▶ _Exercise directions_: These records must be written out again exactly.

Saved entries
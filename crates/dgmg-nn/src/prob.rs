//! Log-space probabilities of decisions.
//!
//! Everything here works on logits and never materialises a probability
//! before taking its log, so saturated predictions stay finite.

use candle_core::{DType, IndexOp, Result, Tensor, D};
use candle_nn::ops;

/// Stable `log(sigmoid(x))`.
///
/// ```text
/// log_sigmoid(x) = min(x, 0) - ln(1 + e^{-|x|})
/// ```
pub fn log_sigmoid(x: &Tensor) -> Result<Tensor> {
    let zeros = x.zeros_like()?;
    let softplus = x.abs()?.neg()?.exp()?.affine(1.0, 1.0)?.log()?;
    x.minimum(&zeros)? - softplus
}

/// Log-probability of a Bernoulli edge decision.
///
/// Action `0` means "add an edge" and scores `log_sigmoid(-logit)`; any other
/// action scores `log_sigmoid(logit)`.
pub fn bernoulli_action_log_prob(logit: &Tensor, action: u8) -> Result<Tensor> {
    if action == 0 {
        log_sigmoid(&logit.neg()?)
    } else {
        log_sigmoid(logit)
    }
}

/// Log-probability of `action` under the categorical defined by a
/// `(1, K)` row of logits. Returns a `(1, 1)` tensor.
pub fn multinomial_action_log_prob(logits: &Tensor, action: usize) -> Result<Tensor> {
    let log_probs = ops::log_softmax(logits, D::Minus1)?;
    log_probs.i((.., action..action + 1))
}

/// Plain probabilities of a `(1, K)` logit row, for sampling.
pub fn categorical_probs(logits: &Tensor) -> Result<Vec<f32>> {
    ops::softmax(logits, D::Minus1)?
        .to_dtype(DType::F32)?
        .flatten_all()?
        .to_vec1::<f32>()
}
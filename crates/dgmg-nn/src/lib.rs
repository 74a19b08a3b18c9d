//! Neural layers and generation logic of DGMG.
//!
//! `dgmg-nn` sits on top of the structure layer (`dgmg-core`) and adds the
//! tensor side of the generator:
//!
//! # Modules
//!
//! - [`embed`]: gated per-type graph readout
//! - [`prop`]: message passing rounds with GRU node updates
//! - [`decision`]: add-node, add-edge and choose-destination modules
//! - [`model`]: the [`Dgmg`] state machine in training and inference mode
//! - [`episode`]: per-run state (working graph, trace cursor, log-probs)
//! - [`training`]: optimizer loop, sampling statistics, checkpoints
//! - [`init`]: parameter initialisation schemes and seeded resets
//!
//! # Example: Sampling a Graph
//!
//! ```rust
//! use candle_core::{DType, Device};
//! use candle_nn::{VarBuilder, VarMap};
//! use dgmg_core::config::{dataset_based_configure, Options};
//! use dgmg_nn::Dgmg;
//!
//! let config = dataset_based_configure(&Options::new().with("dataset", "cycles"))?
//!     .to_config()?;
//! let varmap = VarMap::new();
//! let vb = VarBuilder::from_varmap(&varmap, DType::F32, &Device::Cpu);
//! let model = Dgmg::new(&config, vb)?;
//!
//! let graph = model.forward_inference(config.v_max(), 0)?;
//! assert!(graph.num_nodes() <= 20);
//! # Ok::<(), dgmg_nn::Error>(())
//! ```

pub mod decision;
pub mod embed;
pub mod episode;
pub mod error;
pub mod gru;
pub mod init;
pub mod model;
pub mod prob;
pub mod prop;
pub mod training;

pub use episode::{EdgeState, Episode, LogProbs, NodeState, WorkingGraph};
pub use error::{Error, Result};
pub use model::{Dgmg, Phase, Rollout, Sample};
pub use training::{EpochStats, GenerationStats, Trainer};
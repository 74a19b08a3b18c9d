//! Parameter initialisation.
//!
//! Linear layers start from xavier-normal weights and zero biases. The message
//! layers of propagation rounds start small (normal, std 0.1, bias included),
//! and node type embeddings keep a unit normal.
//!
//! Layers pick their scheme at construction through [`linear`] and
//! [`message_linear`]. [`reset_parameters`] redraws every variable of a
//! [`VarMap`] with the same schemes from a seeded generator, so two models
//! reset with the same seed are identical.

use candle_core::{Error, Result, Tensor, Var};
use candle_nn::{Init, Linear, VarBuilder, VarMap};
use rand::SeedableRng;
use rand_chacha::ChaCha8Rng;
use rand_distr::{Distribution, Normal};

/// Path segment of propagation message layers.
pub const MESSAGE: &str = "message";

/// Path segment of the node type embedding.
pub const NODE_TYPE_EMBED: &str = "node_type_embed";

/// Standard deviation of message weights and biases.
pub const MESSAGE_STD: f64 = 0.1;

/// Xavier-normal standard deviation of a `fan_in -> fan_out` map.
pub fn xavier_std(fan_in: usize, fan_out: usize) -> f64 {
    (2.0 / (fan_in + fan_out) as f64).sqrt()
}

/// Linear layer with xavier-normal weights and a zero bias.
pub fn linear(in_dim: usize, out_dim: usize, vb: VarBuilder) -> Result<Linear> {
    let weight = vb.get_with_hints(
        (out_dim, in_dim),
        "weight",
        Init::Randn {
            mean: 0.0,
            stdev: xavier_std(in_dim, out_dim),
        },
    )?;
    let bias = vb.get_with_hints(out_dim, "bias", Init::Const(0.0))?;
    Ok(Linear::new(weight, Some(bias)))
}

/// Linear layer of a message function, weights and bias drawn with
/// [`MESSAGE_STD`]. Build it under a [`MESSAGE`] path segment.
pub fn message_linear(in_dim: usize, out_dim: usize, vb: VarBuilder) -> Result<Linear> {
    let init = Init::Randn {
        mean: 0.0,
        stdev: MESSAGE_STD,
    };
    let weight = vb.get_with_hints((out_dim, in_dim), "weight", init)?;
    let bias = vb.get_with_hints(out_dim, "bias", init)?;
    Ok(Linear::new(weight, Some(bias)))
}

/// Standard deviation of a variable, from its path and shape.
fn param_std(name: &str, dims: &[usize]) -> f64 {
    let mut segments = name.split('.');
    if segments.clone().any(|s| s == MESSAGE) {
        return MESSAGE_STD;
    }
    if segments.any(|s| s == NODE_TYPE_EMBED) {
        return 1.0;
    }
    match dims {
        [fan_out, fan_in] => xavier_std(*fan_in, *fan_out),
        _ => 0.0,
    }
}

/// Redraw every variable of `varmap` from a generator seeded with `seed`.
///
/// Variables are visited in name order.
pub fn reset_parameters(varmap: &VarMap, seed: u64) -> Result<()> {
    let data = varmap
        .data()
        .lock()
        .map_err(|e| Error::Msg(e.to_string()))?;
    let mut vars: Vec<(&String, &Var)> = data.iter().collect();
    vars.sort_by(|a, b| a.0.cmp(b.0));

    let mut rng = ChaCha8Rng::seed_from_u64(seed);
    for (name, var) in &vars {
        let std = param_std(name, var.dims());
        let count = var.elem_count();
        let values: Vec<f32> = if std > 0.0 {
            let normal = Normal::new(0.0f32, std as f32).map_err(|e| Error::Msg(e.to_string()))?;
            (0..count).map(|_| normal.sample(&mut rng)).collect()
        } else {
            vec![0.0; count]
        };
        let value = Tensor::from_vec(values, var.dims(), var.device())?.to_dtype(var.dtype())?;
        var.set(&value)?;
    }
    tracing::debug!(seed, vars = vars.len(), "reset parameters");
    Ok(())
}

▶ _The answer_:
filename crates/dgmg-nn/src/prob.rs
//! Log-space probabilities of decisions.
//!
//! Everything here works on logits and never materialises a probability
//! before taking its log, so saturated predictions stay finite.

use candle_core::{DType, IndexOp, Result, Tensor, D};
use candle_nn::ops;

/// Stable `log(sigmoid(x))`.
///
/// ```text
/// log_sigmoid(x) = min(x, 0) - ln(1 + e^{-|x|})
/// ```
pub fn log_sigmoid(x: &Tensor) -> Result<Tensor> {
    let zeros = x.zeros_like()?;
    let softplus = x.abs()?.neg()?.exp()?.affine(1.0, 1.0)?.log()?;
    x.minimum(&zeros)? - softplus
}

/// Log-probability of a Bernoulli edge decision.
///
/// Action `0` means "add an edge" and scores `log_sigmoid(-logit)`; any other
/// action scores `log_sigmoid(logit)`.
pub fn bernoulli_action_log_prob(logit: &Tensor, action: u8) -> Result<Tensor> {
    if action == 0 {
        log_sigmoid(&logit.neg()?)
    } else {
        log_sigmoid(logit)
    }
}

/// Log-probability of `action` under the categorical defined by a
/// `(1, K)` row of logits. Returns a `(1, 1)` tensor.
pub fn multinomial_action_log_prob(logits: &Tensor, action: usize) -> Result<Tensor> {
    let log_probs = ops::log_softmax(logits, D::Minus1)?;
    log_probs.i((.., action..action + 1))
}

/// Plain probabilities of a `(1, K)` logit row, for sampling.
pub fn categorical_probs(logits: &Tensor) -> Result<Vec<f32>> {
    ops::softmax(logits, D::Minus1)?
        .to_dtype(DType::F32)?
        .flatten_all()?
        .to_vec1::<f32>()
}
filename crates/dgmg-nn/src/lib.rs
repository 74a19b08a3b18c9d
//! Neural layers and generation logic of DGMG.
//!
//! `dgmg-nn` sits on top of the structure layer (`dgmg-core`) and adds the
//! tensor side of the generator:
//!
//! # Modules
//!
//! - [`embed`]: gated per-type graph readout
//! - [`prop`]: message passing rounds with GRU node updates
//! - [`decision`]: add-node, add-edge and choose-destination modules
//! - [`model`]: the [`Dgmg`] state machine in training and inference mode
//! - [`episode`]: per-run state (working graph, trace cursor, log-probs)
//! - [`training`]: optimizer loop, sampling statistics, checkpoints
//! - [`init`]: parameter initialisation schemes and seeded resets
//!
//! # Example: Sampling a Graph
//!
//! ```rust
//! use candle_core::{DType, Device};
//! use candle_nn::{VarBuilder, VarMap};
//! use dgmg_core::config::{dataset_based_configure, Options};
//! use dgmg_nn::Dgmg;
//!
//! let config = dataset_based_configure(&Options::new().with("dataset", "cycles"))?
//!     .to_config()?;
//! let varmap = VarMap::new();
//! let vb = VarBuilder::from_varmap(&varmap, DType::F32, &Device::Cpu);
//! let model = Dgmg::new(&config, vb)?;
//!
//! let graph = model.forward_inference(config.v_max(), 0)?;
//! assert!(graph.num_nodes() <= 20);
//! # Ok::<(), dgmg_nn::Error>(())
//! ```

pub mod decision;
pub mod embed;
pub mod episode;
pub mod error;
pub mod gru;
pub mod init;
pub mod model;
pub mod prob;
pub mod prop;
pub mod training;

pub use episode::{EdgeState, Episode, LogProbs, NodeState, WorkingGraph};
pub use error::{Error, Result};
pub use model::{Dgmg, Phase, Rollout, Sample};
pub use training::{EpochStats, GenerationStats, Trainer};
repository 74a19b08a3b18c9d
//! Parameter initialisation.
//!
//! Linear layers start from xavier-normal weights and zero biases. The message
//! layers of propagation rounds start small (normal, std 0.1, bias included),
//! and node type embeddings keep a unit normal.
//!
//! Layers pick their scheme at construction through [`linear`] and
//! [`message_linear`]. [`reset_parameters`] redraws every variable of a
//! [`VarMap`] with the same schemes from a seeded generator, so two models
//! reset with the same seed are identical.

use candle_core::{Error, Result, Tensor, Var};
use candle_nn::{Init, Linear, VarBuilder, VarMap};
use rand::SeedableRng;
use rand_chacha::ChaCha8Rng;
use rand_distr::{Distribution, Normal};

/// Path segment of propagation message layers.
pub const MESSAGE: &str = "message";

/// Path segment of the node type embedding.
pub const NODE_TYPE_EMBED: &str = "node_type_embed";

/// Standard deviation of message weights and biases.
pub const MESSAGE_STD: f64 = 0.1;

/// Xavier-normal standard deviation of a `fan_in -> fan_out` map.
pub fn xavier_std(fan_in: usize, fan_out: usize) -> f64 {
    (2.0 / (fan_in + fan_out) as f64).sqrt()
}

/// Linear layer with xavier-normal weights and a zero bias.
pub fn linear(in_dim: usize, out_dim: usize, vb: VarBuilder) -> Result<Linear> {
    let weight = vb.get_with_hints(
        (out_dim, in_dim),
        "weight",
        Init::Randn {
            mean: 0.0,
            stdev: xavier_std(in_dim, out_dim),
        },
    )?;
    let bias = vb.get_with_hints(out_dim, "bias", Init::Const(0.0))?;
    Ok(Linear::new(weight, Some(bias)))
}

/// Linear layer of a message function, weights and bias drawn with
/// [`MESSAGE_STD`]. Build it under a [`MESSAGE`] path segment.
pub fn message_linear(in_dim: usize, out_dim: usize, vb: VarBuilder) -> Result<Linear> {
    let init = Init::Randn {
        mean: 0.0,
        stdev: MESSAGE_STD,
    };
    let weight = vb.get_with_hints((out_dim, in_dim), "weight", init)?;
    let bias = vb.get_with_hints(out_dim, "bias", init)?;
    Ok(Linear::new(weight, Some(bias)))
}

/// Standard deviation of a variable, from its path and shape.
fn param_std(name: &str, dims: &[usize]) -> f64 {
    let mut segments = name.split('.');
    if segments.clone().any(|s| s == MESSAGE) {
        return MESSAGE_STD;
    }
    if segments.any(|s| s == NODE_TYPE_EMBED) {
        return 1.0;
    }
    match dims {
        [fan_out, fan_in] => xavier_std(*fan_in, *fan_out),
        _ => 0.0,
    }
}

/// Redraw every variable of `varmap` from a generator seeded with `seed`.
///
/// Variables are visited in name order.
pub fn reset_parameters(varmap: &VarMap, seed: u64) -> Result<()> {
    let data = varmap
        .data()
        .lock()
        .map_err(|e| Error::Msg(e.to_string()))?;
    let mut vars: Vec<(&String, &Var)> = data.iter().collect();
    vars.sort_by(|a, b| a.0.cmp(b.0));

    let mut rng = ChaCha8Rng::seed_from_u64(seed);
    for (name, var) in &vars {
        let std = param_std(name, var.dims());
        let count = var.elem_count();
        let values: Vec<f32> = if std > 0.0 {
            let normal = Normal::new(0.0f32, std as f32).map_err(|e| Error::Msg(e.to_string()))?;
            (0..count).map(|_| normal.sample(&mut rng)).collect()
        } else {
            vec![0.0; count]
        };
        let value = Tensor::from_vec(values, var.dims(), var.device())?.to_dtype(var.dtype())?;
        var.set(&value)?;
    }
    tracing::debug!(seed, vars = vars.len(), "reset parameters");
    Ok(())
}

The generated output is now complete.